As the prevalence of hip osteoarthritis increases, the demand for total hip arthroplasty (THA) has grown. It is known that patients in rural and urban geographic locations undergo THA at similar rates. This study explores the relationship between geographic location and postoperative outcomes. In this retrospective cohort study, the Truven MarketScan database was used to identify patients who underwent primary THA between January 2010 and December 2018. Patients with prior hip fracture, infection, and/or avascular necrosis were excluded. Two cohorts were created based on geographic locations: urban vs rural (rural denotes any incorporated place with fewer than 2500 inhabitants). Age, gender, and obesity were used for one-to-one matching between cohorts. Patient demographics, medical comorbidities, postoperative complications, and resource utilization were statistically compared between the cohorts using multivariate conditional logistic regression. In total, 18,712 patients were included for analysis (9356 per cohort). After matching, there were no significant differences in comorbidities between cohorts. The following were more common in rural patients: dislocation within 1 year (odds ratio [OR] 1.23, 95% confidence interval [CI] 1.08-1.41, P < .001), revision within 1 year (OR 1.17, 95% CI 1.05-1.32, P= .027), and prosthetic joint infection (OR 1.14, 95% CI 1.04-1.34, P= .033).

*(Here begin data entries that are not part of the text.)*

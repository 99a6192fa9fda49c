/// An error type for raster containers.
#[derive(thiserror::Error, Debug, PartialEq)]
pub enum RasterError {
    /// Error when the data length does not match the raster shape.
    #[error("Data length ({0}) does not match the raster size ({1})")]
    InvalidDataLength(usize, usize),

    /// Error when a raster dimension is zero.
    #[error("Raster dimensions must be non-zero, got {0}x{1}")]
    ZeroSize(usize, usize),

    /// Error when a pixel coordinate lies outside the raster.
    #[error("Pixel ({0}, {1}) is outside the raster ({2}x{3})")]
    PixelOutOfBounds(usize, usize, usize, usize),
}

Similarly, rural patients had higher odds of 30-day readmission (OR 1.31, 95% CI 1.09-1.56, P= .041), 90-day readmission (OR 1.41, 95% CI 1.26-1.71, P= .023), and extended length of stay (≥3 days; OR 1.52, 95% CI 1.22-1.81, P < .001). THA in rural patients is associated with increased cost, healthcare utilization, and complications compared to urban patients. Standardization between geographic areas could reduce this discrepancy.